╭─ Exercise data

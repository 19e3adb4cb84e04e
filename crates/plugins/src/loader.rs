//! Plugin manifest loader.
//!
//! Plugins are compiled in; what lives on disk is a TOML manifest per
//! plugin that switches it on for the deployment and supplies default
//! config. The loader scans plugin directories, binds each manifest to
//! a registered plugin, and tracks name → path for hot reloads.

use std::collections::HashMap;
use std::path::{Path, PathBuf};
use std::sync::Arc;

use parking_lot::RwLock;
use serde::Deserialize;
use serde_json::{Map, Value};

use mb_domain::{Error, Result};

use crate::registry::PluginRegistry;

/// On-disk manifest for one plugin.
#[derive(Debug, Clone, Deserialize)]
pub struct PluginManifest {
    /// Must name a compiled-in plugin.
    pub name: String,
    /// Deployment-wide switch; a disabled manifest keeps the plugin
    /// out of every bot's graph.
    #[serde(default = "d_true")]
    pub enabled: bool,
    /// Default config, overlaid by each bot's per-plugin config.
    #[serde(default)]
    pub config: toml::Table,
}

fn d_true() -> bool {
    true
}

impl PluginManifest {
    /// Manifest config as a JSON map, the shape plugin factories eat.
    pub fn config_map(&self) -> Map<String, Value> {
        match serde_json::to_value(&self.config) {
            Ok(Value::Object(map)) => map,
            _ => Map::new(),
        }
    }
}

struct LoadedManifest {
    manifest: PluginManifest,
    path: PathBuf,
}

/// Result of scanning one or more plugin directories.
#[derive(Debug, Default)]
pub struct DiscoveryReport {
    pub loaded: Vec<String>,
    pub failed: Vec<(PathBuf, String)>,
}

pub struct PluginLoader {
    registry: Arc<PluginRegistry>,
    manifests: RwLock<HashMap<String, LoadedManifest>>,
}

impl PluginLoader {
    pub fn new(registry: Arc<PluginRegistry>) -> Self {
        Self {
            registry,
            manifests: RwLock::new(HashMap::new()),
        }
    }

    /// Load a plugin manifest from a file path and bind it to its
    /// registered plugin.
    pub fn load_plugin(&self, path: &Path) -> Result<String> {
        let manifest = self.read_manifest(path)?;
        let name = manifest.name.clone();
        self.manifests.write().insert(
            name.clone(),
            LoadedManifest {
                manifest,
                path: path.to_path_buf(),
            },
        );
        tracing::info!(plugin = %name, path = %path.display(), "loaded plugin manifest");
        Ok(name)
    }

    /// Re-read a loaded plugin's manifest from its stored path.
    /// Existing plugin instances stay valid but stale; bots listing
    /// the plugin must rebuild their handler graphs.
    pub fn reload_plugin(&self, name: &str) -> Result<()> {
        let path = self
            .manifests
            .read()
            .get(name)
            .map(|m| m.path.clone())
            .ok_or_else(|| Error::PluginLoadFailed {
                path: PathBuf::from(name),
                reason: "plugin not loaded, cannot reload".into(),
            })?;
        let manifest = self.read_manifest(&path)?;
        let reloaded_name = manifest.name.clone();
        let mut manifests = self.manifests.write();
        if reloaded_name != name {
            // The manifest was renamed in place; drop the old binding.
            manifests.remove(name);
        }
        manifests.insert(reloaded_name.clone(), LoadedManifest { manifest, path });
        tracing::info!(plugin = %reloaded_name, "reloaded plugin manifest");
        Ok(())
    }

    pub fn unload_plugin(&self, name: &str) -> bool {
        let removed = self.manifests.write().remove(name).is_some();
        if removed {
            tracing::info!(plugin = name, "unloaded plugin manifest");
        }
        removed
    }

    pub fn is_loaded(&self, name: &str) -> bool {
        self.manifests.read().contains_key(name)
    }

    pub fn plugin_path(&self, name: &str) -> Option<PathBuf> {
        self.manifests.read().get(name).map(|m| m.path.clone())
    }

    /// Whether a plugin is switched off deployment-wide. Plugins with
    /// no manifest are considered enabled.
    pub fn is_enabled(&self, name: &str) -> bool {
        self.manifests
            .read()
            .get(name)
            .map(|m| m.manifest.enabled)
            .unwrap_or(true)
    }

    /// Manifest default config for a plugin (empty without manifest).
    pub fn default_config(&self, name: &str) -> Map<String, Value> {
        self.manifests
            .read()
            .get(name)
            .map(|m| m.manifest.config_map())
            .unwrap_or_default()
    }

    /// Scan directories for plugin manifests: `*.toml` files not
    /// starting with `_`, plus sub-directories exposing a
    /// `plugin.toml` entry point. One broken manifest never aborts
    /// discovery of the rest.
    pub fn discover(&self, directories: &[PathBuf]) -> DiscoveryReport {
        let mut report = DiscoveryReport::default();

        for dir in directories {
            let entries = match std::fs::read_dir(dir) {
                Ok(entries) => entries,
                Err(_) => {
                    tracing::warn!(dir = %dir.display(), "plugin directory not found");
                    continue;
                }
            };

            let mut paths: Vec<PathBuf> = Vec::new();
            for entry in entries.filter_map(|e| e.ok()) {
                let path = entry.path();
                let Some(file_name) = path.file_name().and_then(|n| n.to_str()) else {
                    continue;
                };
                if file_name.starts_with('_')
                    || file_name.starts_with('.')
                    || file_name.ends_with('~')
                {
                    continue;
                }
                if path.is_dir() {
                    let entry_point = path.join("plugin.toml");
                    if entry_point.exists() {
                        paths.push(entry_point);
                    }
                } else if path.extension().and_then(|e| e.to_str()) == Some("toml") {
                    paths.push(path);
                }
            }
            paths.sort();

            for path in paths {
                match self.load_plugin(&path) {
                    Ok(name) => report.loaded.push(name),
                    Err(e) => {
                        tracing::error!(path = %path.display(), error = %e, "failed to load plugin");
                        report.failed.push((path, e.to_string()));
                    }
                }
            }
        }

        tracing::info!(
            loaded = report.loaded.len(),
            failed = report.failed.len(),
            "plugin discovery finished"
        );
        report
    }

    fn read_manifest(&self, path: &Path) -> Result<PluginManifest> {
        let raw = std::fs::read_to_string(path).map_err(|e| Error::PluginLoadFailed {
            path: path.to_path_buf(),
            reason: e.to_string(),
        })?;
        let manifest: PluginManifest =
            toml::from_str(&raw).map_err(|e| Error::PluginLoadFailed {
                path: path.to_path_buf(),
                reason: e.to_string(),
            })?;
        if manifest.name.is_empty() {
            return Err(Error::PluginLoadFailed {
                path: path.to_path_buf(),
                reason: "manifest has no plugin name".into(),
            });
        }
        if !self.registry.contains(&manifest.name) {
            return Err(Error::PluginLoadFailed {
                path: path.to_path_buf(),
                reason: format!("no compiled-in plugin named \"{}\"", manifest.name),
            });
        }
        Ok(manifest)
    }
}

╰─

> [How to complete this task]:
Every line in the records above that contains the word "entries" should be copied out.

> [Solution to the exercise]:
            let entries = match std::fs::read_dir(dir) {
                Ok(entries) => entries,
            for entry in entries.filter_map(|e| e.ok()) {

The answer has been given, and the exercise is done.